◆ **Supplied material**:
○ ○ ○

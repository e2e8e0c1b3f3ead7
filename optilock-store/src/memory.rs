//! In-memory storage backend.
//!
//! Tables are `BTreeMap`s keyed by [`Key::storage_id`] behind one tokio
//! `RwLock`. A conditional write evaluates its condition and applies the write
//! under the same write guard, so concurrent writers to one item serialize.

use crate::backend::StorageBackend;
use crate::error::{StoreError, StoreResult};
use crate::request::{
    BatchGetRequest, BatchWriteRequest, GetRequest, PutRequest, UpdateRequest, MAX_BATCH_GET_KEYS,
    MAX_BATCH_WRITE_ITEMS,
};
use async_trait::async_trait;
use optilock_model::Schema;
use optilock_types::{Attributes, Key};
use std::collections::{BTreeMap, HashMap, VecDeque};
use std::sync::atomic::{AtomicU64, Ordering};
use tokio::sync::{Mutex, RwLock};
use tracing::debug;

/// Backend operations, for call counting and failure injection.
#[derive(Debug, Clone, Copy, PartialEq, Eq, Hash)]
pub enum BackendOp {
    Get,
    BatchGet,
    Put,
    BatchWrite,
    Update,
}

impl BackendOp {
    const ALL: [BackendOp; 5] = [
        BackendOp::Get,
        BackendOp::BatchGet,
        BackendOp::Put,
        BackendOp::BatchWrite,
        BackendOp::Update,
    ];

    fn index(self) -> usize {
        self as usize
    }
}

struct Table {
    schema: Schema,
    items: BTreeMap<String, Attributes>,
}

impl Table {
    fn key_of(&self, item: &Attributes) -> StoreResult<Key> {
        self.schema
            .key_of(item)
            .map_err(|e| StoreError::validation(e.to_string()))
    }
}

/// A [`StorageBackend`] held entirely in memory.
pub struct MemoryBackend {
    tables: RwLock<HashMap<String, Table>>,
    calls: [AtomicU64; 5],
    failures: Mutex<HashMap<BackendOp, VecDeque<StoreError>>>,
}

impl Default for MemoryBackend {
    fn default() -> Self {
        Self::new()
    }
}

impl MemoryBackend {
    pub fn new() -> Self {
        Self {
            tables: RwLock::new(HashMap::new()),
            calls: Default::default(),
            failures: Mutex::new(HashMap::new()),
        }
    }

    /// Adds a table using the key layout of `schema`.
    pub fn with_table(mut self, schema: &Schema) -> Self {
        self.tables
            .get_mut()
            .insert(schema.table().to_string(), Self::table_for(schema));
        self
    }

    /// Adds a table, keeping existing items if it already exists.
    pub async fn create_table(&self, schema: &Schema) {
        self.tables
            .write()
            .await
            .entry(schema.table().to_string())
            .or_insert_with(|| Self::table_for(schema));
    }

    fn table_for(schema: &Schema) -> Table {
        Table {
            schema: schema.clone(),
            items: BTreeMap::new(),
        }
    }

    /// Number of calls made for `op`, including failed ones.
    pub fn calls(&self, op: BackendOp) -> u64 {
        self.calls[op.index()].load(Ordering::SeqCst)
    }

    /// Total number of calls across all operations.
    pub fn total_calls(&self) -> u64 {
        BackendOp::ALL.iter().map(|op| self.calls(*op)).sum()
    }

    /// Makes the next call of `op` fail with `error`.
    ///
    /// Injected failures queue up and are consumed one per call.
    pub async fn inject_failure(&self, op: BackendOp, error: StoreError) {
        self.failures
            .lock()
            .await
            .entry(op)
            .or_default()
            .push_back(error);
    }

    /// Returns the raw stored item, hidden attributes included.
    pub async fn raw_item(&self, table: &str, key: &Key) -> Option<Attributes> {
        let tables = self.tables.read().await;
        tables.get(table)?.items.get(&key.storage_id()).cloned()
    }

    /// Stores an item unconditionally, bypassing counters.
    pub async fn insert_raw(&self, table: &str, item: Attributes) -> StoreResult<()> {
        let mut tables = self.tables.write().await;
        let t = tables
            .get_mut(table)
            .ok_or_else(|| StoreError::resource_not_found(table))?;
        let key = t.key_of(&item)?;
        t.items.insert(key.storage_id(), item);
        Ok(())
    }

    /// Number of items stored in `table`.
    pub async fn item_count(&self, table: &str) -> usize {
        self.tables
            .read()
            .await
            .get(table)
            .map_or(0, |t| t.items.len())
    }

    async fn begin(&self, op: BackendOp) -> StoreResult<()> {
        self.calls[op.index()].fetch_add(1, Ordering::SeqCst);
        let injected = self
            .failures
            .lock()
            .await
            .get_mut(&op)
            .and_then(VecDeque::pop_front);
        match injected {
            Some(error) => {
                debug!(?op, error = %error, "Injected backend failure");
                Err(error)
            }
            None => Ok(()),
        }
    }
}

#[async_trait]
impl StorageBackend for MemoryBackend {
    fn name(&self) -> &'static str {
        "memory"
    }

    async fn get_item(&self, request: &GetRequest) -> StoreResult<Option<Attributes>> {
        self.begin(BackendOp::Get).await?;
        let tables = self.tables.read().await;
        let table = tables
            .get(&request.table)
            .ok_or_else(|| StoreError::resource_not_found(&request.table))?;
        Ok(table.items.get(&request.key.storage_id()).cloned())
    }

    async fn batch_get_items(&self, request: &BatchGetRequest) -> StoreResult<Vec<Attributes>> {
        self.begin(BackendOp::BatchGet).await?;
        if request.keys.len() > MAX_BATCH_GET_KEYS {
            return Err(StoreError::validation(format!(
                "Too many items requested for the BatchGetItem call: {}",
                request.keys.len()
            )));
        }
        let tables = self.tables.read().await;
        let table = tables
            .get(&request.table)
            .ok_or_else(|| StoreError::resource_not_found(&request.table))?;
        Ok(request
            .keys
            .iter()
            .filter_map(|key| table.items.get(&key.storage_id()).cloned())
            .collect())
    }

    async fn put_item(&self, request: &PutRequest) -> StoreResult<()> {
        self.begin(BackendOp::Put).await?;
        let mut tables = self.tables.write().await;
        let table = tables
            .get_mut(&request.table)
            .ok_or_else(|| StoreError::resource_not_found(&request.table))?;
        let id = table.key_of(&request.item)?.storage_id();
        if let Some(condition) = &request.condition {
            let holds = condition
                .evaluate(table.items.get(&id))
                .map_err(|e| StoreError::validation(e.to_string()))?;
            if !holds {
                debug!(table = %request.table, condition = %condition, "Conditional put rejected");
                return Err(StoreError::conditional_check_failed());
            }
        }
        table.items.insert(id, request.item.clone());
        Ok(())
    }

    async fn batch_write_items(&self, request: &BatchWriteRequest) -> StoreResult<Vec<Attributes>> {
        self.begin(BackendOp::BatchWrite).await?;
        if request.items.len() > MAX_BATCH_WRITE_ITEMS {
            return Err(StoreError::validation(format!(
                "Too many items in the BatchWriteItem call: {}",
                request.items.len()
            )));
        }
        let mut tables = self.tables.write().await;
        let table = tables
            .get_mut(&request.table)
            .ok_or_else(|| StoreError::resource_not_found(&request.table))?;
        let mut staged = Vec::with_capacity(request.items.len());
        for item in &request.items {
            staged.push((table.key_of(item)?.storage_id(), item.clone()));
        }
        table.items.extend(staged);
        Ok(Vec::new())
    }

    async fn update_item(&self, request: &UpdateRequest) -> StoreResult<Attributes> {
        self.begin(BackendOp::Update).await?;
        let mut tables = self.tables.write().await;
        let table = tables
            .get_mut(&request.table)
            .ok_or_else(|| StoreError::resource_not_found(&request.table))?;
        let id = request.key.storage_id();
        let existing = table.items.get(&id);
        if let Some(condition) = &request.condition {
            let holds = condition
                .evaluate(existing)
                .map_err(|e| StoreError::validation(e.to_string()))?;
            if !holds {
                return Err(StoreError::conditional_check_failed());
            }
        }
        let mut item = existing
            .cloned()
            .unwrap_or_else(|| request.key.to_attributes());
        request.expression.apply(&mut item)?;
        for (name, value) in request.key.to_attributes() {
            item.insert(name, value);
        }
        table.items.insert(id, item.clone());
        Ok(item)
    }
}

○ ○ ○

◆ **Exercise description**: Search the entries above for the string "operations". Copy each line in which it appears.

◆ **Task solution**:
/// Backend operations, for call counting and failure injection.
    /// Total number of calls across all operations.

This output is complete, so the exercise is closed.